— EXERCISE DATA —
'''
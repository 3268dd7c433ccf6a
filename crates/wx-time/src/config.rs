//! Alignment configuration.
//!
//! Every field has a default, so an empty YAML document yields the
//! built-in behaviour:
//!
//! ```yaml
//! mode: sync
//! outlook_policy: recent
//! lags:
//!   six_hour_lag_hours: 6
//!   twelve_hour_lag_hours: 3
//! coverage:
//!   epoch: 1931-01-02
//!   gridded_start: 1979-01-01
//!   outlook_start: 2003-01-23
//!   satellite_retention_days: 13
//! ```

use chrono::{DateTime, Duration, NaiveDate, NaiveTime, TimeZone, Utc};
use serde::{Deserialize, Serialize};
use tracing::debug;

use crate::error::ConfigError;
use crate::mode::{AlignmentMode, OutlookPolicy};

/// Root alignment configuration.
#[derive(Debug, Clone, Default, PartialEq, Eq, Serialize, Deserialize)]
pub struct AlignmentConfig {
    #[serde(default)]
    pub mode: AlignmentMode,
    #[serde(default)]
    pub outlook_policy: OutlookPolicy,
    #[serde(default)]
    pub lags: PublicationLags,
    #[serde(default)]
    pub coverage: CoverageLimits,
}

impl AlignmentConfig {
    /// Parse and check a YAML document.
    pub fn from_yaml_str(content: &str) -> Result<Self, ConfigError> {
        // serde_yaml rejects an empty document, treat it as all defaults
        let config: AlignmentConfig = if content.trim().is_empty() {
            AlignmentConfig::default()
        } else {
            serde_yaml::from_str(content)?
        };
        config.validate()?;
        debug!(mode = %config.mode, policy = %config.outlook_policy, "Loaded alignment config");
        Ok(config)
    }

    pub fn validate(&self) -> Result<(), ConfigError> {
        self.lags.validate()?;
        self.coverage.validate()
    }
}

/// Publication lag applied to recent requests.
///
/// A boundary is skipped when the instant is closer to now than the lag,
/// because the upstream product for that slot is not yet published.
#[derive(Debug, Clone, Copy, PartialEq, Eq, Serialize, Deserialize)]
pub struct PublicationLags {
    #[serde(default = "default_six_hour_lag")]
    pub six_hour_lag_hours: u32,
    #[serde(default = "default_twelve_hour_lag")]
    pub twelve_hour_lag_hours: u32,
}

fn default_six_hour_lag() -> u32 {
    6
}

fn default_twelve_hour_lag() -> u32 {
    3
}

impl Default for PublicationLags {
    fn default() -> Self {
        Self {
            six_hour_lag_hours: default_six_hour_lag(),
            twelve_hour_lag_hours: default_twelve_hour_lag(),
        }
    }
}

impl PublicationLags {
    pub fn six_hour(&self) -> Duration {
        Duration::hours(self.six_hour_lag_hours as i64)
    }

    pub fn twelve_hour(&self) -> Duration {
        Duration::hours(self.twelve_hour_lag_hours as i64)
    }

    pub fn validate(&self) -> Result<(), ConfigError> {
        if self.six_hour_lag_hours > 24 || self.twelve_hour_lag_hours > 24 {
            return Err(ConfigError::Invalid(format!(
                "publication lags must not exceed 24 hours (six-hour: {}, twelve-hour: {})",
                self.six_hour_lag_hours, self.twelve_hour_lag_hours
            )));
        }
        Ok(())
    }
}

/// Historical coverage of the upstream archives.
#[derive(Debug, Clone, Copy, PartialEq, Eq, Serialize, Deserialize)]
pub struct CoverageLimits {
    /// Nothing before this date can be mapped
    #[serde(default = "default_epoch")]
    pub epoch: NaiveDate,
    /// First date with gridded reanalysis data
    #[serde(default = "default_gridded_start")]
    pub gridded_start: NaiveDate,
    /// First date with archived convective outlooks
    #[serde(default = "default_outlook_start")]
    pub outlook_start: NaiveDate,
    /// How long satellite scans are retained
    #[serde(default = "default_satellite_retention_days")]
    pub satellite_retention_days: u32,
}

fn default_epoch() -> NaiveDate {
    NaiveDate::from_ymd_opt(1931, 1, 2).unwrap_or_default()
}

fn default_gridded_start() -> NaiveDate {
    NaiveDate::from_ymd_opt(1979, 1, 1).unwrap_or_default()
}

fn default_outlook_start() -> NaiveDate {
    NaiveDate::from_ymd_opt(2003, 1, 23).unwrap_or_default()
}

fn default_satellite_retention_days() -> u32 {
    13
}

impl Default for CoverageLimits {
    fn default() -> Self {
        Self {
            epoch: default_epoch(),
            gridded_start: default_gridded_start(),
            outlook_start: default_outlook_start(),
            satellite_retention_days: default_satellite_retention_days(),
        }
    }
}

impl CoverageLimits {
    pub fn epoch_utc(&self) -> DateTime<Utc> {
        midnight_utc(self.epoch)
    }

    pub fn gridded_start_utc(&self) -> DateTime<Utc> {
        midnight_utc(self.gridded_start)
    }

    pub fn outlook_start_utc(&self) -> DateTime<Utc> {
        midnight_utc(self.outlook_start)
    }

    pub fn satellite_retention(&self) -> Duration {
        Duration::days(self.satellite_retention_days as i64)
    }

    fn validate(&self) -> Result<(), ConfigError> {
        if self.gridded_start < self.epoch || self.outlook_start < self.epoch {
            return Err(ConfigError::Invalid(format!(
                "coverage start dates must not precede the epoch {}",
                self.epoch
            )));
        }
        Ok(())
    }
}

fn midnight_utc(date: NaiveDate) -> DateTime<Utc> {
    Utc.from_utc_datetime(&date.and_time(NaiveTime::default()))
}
'''
'''
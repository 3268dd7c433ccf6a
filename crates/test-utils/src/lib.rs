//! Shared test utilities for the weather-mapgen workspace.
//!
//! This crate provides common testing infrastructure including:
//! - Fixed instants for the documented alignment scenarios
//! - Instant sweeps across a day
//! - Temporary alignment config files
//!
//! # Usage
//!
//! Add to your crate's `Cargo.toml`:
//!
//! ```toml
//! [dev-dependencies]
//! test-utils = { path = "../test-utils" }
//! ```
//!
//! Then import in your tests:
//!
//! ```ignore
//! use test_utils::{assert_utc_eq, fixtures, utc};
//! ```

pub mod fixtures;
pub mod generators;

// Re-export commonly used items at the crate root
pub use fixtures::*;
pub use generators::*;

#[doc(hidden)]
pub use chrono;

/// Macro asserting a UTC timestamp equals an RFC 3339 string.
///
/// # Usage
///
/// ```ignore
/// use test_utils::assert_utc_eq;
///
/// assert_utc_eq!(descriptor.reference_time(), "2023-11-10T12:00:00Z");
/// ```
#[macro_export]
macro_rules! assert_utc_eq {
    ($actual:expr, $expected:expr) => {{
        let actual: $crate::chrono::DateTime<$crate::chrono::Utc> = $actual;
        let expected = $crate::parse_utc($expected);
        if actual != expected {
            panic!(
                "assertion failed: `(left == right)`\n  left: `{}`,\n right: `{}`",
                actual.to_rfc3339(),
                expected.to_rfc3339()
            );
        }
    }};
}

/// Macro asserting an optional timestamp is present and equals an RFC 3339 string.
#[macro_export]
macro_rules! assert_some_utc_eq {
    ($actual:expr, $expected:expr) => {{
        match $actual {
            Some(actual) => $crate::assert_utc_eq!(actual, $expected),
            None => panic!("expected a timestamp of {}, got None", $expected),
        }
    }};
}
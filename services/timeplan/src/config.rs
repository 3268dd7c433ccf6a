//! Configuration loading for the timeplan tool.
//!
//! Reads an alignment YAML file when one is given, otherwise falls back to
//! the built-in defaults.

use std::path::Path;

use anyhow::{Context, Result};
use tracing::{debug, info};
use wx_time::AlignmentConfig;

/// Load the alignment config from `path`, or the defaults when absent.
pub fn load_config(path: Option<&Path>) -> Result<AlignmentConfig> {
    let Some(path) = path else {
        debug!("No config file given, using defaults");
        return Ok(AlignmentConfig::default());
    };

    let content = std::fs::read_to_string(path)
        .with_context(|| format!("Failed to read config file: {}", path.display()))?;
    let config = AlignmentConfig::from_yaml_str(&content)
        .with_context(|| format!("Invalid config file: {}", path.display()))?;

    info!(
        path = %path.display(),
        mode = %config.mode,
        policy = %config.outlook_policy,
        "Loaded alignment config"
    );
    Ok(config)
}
'''
Copy out the range of lines above starting at the line with "self.coverage.validate()" and ending at the line with "pub struct CoverageLimits", exactly and including both.

        self.coverage.validate()
    }
}

/// Publication lag applied to recent requests.
///
/// A boundary is skipped when the instant is closer to now than the lag,
/// because the upstream product for that slot is not yet published.
#[derive(Debug, Clone, Copy, PartialEq, Eq, Serialize, Deserialize)]
pub struct PublicationLags {
    #[serde(default = "default_six_hour_lag")]
    pub six_hour_lag_hours: u32,
    #[serde(default = "default_twelve_hour_lag")]
    pub twelve_hour_lag_hours: u32,
}

fn default_six_hour_lag() -> u32 {
    6
}

fn default_twelve_hour_lag() -> u32 {
    3
}

impl Default for PublicationLags {
    fn default() -> Self {
        Self {
            six_hour_lag_hours: default_six_hour_lag(),
            twelve_hour_lag_hours: default_twelve_hour_lag(),
        }
    }
}

impl PublicationLags {
    pub fn six_hour(&self) -> Duration {
        Duration::hours(self.six_hour_lag_hours as i64)
    }

    pub fn twelve_hour(&self) -> Duration {
        Duration::hours(self.twelve_hour_lag_hours as i64)
    }

    pub fn validate(&self) -> Result<(), ConfigError> {
        if self.six_hour_lag_hours > 24 || self.twelve_hour_lag_hours > 24 {
            return Err(ConfigError::Invalid(format!(
                "publication lags must not exceed 24 hours (six-hour: {}, twelve-hour: {})",
                self.six_hour_lag_hours, self.twelve_hour_lag_hours
            )));
        }
        Ok(())
    }
}

/// Historical coverage of the upstream archives.
#[derive(Debug, Clone, Copy, PartialEq, Eq, Serialize, Deserialize)]
pub struct CoverageLimits {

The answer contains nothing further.